Prompt
If a line in the records below contains the word "association", return that line.

[Data supplied — start]

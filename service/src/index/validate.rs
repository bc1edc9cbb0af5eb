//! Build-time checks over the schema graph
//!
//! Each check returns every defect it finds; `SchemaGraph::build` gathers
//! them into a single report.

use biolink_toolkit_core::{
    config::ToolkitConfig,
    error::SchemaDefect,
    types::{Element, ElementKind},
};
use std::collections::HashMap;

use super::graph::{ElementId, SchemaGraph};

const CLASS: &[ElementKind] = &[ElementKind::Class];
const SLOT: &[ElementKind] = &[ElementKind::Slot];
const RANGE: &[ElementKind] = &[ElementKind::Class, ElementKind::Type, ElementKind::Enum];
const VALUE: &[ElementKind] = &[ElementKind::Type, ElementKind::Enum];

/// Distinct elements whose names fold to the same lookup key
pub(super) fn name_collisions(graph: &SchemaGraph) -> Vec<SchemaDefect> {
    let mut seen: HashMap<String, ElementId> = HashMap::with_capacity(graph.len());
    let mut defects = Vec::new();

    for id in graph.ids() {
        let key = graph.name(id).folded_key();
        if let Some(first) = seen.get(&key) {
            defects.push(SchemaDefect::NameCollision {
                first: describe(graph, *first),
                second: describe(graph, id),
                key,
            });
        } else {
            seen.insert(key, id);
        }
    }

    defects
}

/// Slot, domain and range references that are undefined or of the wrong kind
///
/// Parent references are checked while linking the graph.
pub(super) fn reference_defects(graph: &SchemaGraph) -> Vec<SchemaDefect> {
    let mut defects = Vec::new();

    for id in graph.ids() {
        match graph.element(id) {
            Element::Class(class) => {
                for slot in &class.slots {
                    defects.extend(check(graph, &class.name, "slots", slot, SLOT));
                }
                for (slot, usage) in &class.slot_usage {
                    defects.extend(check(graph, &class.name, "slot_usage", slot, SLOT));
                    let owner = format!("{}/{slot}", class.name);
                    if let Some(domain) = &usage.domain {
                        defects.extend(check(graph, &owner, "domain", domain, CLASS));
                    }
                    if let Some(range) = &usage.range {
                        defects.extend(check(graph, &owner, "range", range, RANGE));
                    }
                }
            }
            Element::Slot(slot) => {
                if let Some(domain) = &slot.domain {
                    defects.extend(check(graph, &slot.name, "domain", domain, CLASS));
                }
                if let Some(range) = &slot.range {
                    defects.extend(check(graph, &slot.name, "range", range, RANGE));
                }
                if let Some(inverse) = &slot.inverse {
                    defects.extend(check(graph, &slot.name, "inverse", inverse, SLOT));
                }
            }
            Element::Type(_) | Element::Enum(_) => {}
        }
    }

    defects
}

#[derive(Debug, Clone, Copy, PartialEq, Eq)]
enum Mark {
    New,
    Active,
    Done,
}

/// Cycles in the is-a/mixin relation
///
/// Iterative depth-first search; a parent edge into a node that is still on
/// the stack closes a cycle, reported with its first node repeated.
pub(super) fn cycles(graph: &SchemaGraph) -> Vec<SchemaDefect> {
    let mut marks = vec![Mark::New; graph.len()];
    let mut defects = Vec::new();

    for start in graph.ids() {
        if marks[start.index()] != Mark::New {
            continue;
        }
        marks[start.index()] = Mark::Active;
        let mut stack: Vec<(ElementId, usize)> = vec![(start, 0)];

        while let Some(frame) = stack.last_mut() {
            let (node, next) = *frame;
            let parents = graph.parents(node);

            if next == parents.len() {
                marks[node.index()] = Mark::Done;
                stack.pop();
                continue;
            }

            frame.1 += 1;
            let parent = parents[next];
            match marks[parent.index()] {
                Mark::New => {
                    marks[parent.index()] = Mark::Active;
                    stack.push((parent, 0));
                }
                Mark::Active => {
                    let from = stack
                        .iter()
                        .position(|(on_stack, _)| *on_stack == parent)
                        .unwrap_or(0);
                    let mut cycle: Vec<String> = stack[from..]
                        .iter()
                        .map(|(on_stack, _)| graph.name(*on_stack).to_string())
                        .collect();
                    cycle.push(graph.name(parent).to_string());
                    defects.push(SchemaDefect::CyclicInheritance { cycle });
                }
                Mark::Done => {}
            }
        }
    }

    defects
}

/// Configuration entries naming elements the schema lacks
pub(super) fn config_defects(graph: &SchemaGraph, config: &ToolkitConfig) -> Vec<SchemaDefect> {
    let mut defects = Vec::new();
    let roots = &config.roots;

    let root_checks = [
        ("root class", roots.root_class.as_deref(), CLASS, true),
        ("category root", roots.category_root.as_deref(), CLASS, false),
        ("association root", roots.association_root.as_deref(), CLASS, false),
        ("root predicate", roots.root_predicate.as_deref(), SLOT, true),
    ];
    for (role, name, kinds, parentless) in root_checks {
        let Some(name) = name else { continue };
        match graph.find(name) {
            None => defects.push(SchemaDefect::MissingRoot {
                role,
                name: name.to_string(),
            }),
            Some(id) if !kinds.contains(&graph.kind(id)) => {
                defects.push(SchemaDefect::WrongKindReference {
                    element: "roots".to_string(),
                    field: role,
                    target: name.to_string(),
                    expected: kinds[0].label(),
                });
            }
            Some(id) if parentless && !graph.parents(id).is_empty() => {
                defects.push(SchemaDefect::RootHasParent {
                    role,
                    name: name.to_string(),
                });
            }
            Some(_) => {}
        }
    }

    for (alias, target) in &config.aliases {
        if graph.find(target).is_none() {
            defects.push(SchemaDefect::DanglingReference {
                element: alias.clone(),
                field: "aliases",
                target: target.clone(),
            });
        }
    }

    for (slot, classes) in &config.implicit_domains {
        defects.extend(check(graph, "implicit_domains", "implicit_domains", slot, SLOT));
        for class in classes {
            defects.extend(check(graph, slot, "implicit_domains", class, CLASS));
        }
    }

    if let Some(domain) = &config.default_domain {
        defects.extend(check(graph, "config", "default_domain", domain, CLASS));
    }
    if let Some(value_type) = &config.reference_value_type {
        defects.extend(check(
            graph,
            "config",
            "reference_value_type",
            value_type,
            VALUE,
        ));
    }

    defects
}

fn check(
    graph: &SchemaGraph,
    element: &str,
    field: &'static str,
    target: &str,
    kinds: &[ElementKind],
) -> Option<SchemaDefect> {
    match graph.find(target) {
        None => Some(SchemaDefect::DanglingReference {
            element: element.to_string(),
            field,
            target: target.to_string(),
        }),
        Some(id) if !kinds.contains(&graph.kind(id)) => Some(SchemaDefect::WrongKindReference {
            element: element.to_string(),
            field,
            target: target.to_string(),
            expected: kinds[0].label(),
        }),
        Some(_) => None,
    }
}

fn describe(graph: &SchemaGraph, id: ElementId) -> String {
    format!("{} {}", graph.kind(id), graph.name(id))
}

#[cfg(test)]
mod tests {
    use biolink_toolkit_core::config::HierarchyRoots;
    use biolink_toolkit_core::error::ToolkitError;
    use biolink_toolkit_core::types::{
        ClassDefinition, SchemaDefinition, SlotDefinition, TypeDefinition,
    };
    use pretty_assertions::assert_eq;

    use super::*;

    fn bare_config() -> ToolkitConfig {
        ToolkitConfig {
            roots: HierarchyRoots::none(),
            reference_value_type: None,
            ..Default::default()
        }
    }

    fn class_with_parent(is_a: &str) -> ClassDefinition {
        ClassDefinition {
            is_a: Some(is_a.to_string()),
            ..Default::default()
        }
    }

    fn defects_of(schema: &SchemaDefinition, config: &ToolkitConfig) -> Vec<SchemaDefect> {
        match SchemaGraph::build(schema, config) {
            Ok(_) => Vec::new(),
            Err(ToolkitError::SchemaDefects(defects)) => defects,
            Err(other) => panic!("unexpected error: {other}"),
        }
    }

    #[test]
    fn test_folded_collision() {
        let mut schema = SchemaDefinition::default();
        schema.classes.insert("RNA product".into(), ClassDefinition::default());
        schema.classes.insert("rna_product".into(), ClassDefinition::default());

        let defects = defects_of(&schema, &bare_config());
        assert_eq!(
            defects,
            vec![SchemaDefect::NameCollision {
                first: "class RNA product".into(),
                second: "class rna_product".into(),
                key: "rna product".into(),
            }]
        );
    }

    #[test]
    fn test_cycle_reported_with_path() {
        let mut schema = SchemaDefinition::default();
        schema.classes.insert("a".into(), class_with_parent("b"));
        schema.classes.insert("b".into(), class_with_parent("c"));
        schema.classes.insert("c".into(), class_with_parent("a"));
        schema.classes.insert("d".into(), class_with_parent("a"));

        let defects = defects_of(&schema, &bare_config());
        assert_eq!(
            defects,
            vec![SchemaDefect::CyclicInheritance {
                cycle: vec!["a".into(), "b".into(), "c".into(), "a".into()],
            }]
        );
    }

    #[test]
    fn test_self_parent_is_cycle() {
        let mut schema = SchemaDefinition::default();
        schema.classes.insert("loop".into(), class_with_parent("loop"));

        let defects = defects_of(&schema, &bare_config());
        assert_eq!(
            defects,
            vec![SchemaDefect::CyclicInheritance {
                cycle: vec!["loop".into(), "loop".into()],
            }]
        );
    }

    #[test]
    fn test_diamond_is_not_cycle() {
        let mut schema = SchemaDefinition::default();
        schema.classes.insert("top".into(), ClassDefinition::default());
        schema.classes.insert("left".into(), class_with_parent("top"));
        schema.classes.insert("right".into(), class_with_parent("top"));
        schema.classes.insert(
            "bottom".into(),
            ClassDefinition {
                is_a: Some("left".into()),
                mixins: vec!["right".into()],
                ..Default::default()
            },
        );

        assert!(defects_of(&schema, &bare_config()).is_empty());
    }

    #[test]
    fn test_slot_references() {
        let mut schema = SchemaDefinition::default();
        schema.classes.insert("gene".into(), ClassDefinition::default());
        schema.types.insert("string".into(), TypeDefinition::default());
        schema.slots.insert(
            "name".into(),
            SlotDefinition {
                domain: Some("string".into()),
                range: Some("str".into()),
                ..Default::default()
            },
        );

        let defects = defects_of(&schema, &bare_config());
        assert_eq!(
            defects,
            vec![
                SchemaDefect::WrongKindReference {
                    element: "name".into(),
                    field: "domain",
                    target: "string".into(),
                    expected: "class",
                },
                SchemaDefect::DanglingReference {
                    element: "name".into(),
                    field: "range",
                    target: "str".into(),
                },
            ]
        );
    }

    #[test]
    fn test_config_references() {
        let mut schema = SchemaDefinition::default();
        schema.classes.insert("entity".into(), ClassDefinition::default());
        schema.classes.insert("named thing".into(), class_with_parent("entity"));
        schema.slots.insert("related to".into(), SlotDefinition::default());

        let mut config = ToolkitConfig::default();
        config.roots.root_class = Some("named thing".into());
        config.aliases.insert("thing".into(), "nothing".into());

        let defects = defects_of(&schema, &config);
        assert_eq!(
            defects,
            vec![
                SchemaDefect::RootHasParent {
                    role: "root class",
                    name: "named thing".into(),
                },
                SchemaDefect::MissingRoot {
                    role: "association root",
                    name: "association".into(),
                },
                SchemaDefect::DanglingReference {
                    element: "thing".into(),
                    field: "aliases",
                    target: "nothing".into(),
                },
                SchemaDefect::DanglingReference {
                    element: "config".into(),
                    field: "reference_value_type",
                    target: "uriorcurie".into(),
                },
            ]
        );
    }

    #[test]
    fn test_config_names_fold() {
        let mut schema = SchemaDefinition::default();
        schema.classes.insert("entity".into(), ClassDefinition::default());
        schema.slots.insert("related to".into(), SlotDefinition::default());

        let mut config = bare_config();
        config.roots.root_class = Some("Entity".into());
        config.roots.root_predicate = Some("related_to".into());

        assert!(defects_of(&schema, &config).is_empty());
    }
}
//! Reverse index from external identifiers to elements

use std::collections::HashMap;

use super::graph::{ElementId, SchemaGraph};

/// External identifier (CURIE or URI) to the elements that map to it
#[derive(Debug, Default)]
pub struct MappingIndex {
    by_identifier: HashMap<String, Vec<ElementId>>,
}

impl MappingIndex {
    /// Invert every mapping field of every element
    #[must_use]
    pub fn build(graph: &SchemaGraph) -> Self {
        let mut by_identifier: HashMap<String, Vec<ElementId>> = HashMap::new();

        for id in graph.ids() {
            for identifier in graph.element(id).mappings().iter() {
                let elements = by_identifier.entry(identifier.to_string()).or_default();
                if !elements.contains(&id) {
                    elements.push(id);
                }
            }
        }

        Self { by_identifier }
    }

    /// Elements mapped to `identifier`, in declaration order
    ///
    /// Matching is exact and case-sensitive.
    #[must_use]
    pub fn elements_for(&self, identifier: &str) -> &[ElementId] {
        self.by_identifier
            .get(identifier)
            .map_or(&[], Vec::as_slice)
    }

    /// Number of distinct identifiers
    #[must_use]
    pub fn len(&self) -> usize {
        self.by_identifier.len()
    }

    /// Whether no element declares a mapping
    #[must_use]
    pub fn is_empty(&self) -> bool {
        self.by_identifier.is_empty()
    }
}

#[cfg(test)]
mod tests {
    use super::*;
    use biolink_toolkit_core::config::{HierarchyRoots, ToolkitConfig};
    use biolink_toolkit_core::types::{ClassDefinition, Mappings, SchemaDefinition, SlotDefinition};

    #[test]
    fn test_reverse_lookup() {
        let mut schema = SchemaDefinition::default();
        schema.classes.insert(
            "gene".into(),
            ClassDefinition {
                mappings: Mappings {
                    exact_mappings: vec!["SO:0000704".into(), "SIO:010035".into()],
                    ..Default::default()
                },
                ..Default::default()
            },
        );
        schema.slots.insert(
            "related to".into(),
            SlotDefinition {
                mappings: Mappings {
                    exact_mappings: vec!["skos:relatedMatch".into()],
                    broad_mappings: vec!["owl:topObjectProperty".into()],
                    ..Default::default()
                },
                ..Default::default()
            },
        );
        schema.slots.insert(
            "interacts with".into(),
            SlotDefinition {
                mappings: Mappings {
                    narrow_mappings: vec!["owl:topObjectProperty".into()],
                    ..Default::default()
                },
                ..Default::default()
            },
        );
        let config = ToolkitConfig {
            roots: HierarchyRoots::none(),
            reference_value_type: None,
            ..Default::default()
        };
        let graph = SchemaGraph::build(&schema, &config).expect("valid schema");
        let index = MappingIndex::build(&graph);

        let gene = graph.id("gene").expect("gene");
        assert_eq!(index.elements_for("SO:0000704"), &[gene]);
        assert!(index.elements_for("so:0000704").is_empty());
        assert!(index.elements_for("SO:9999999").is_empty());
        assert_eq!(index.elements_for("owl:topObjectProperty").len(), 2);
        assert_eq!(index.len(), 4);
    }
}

[Data supplied — finish]

Answer section
        ("association root", roots.association_root.as_deref(), CLASS, false),
                    role: "association root",
                    name: "association".into(),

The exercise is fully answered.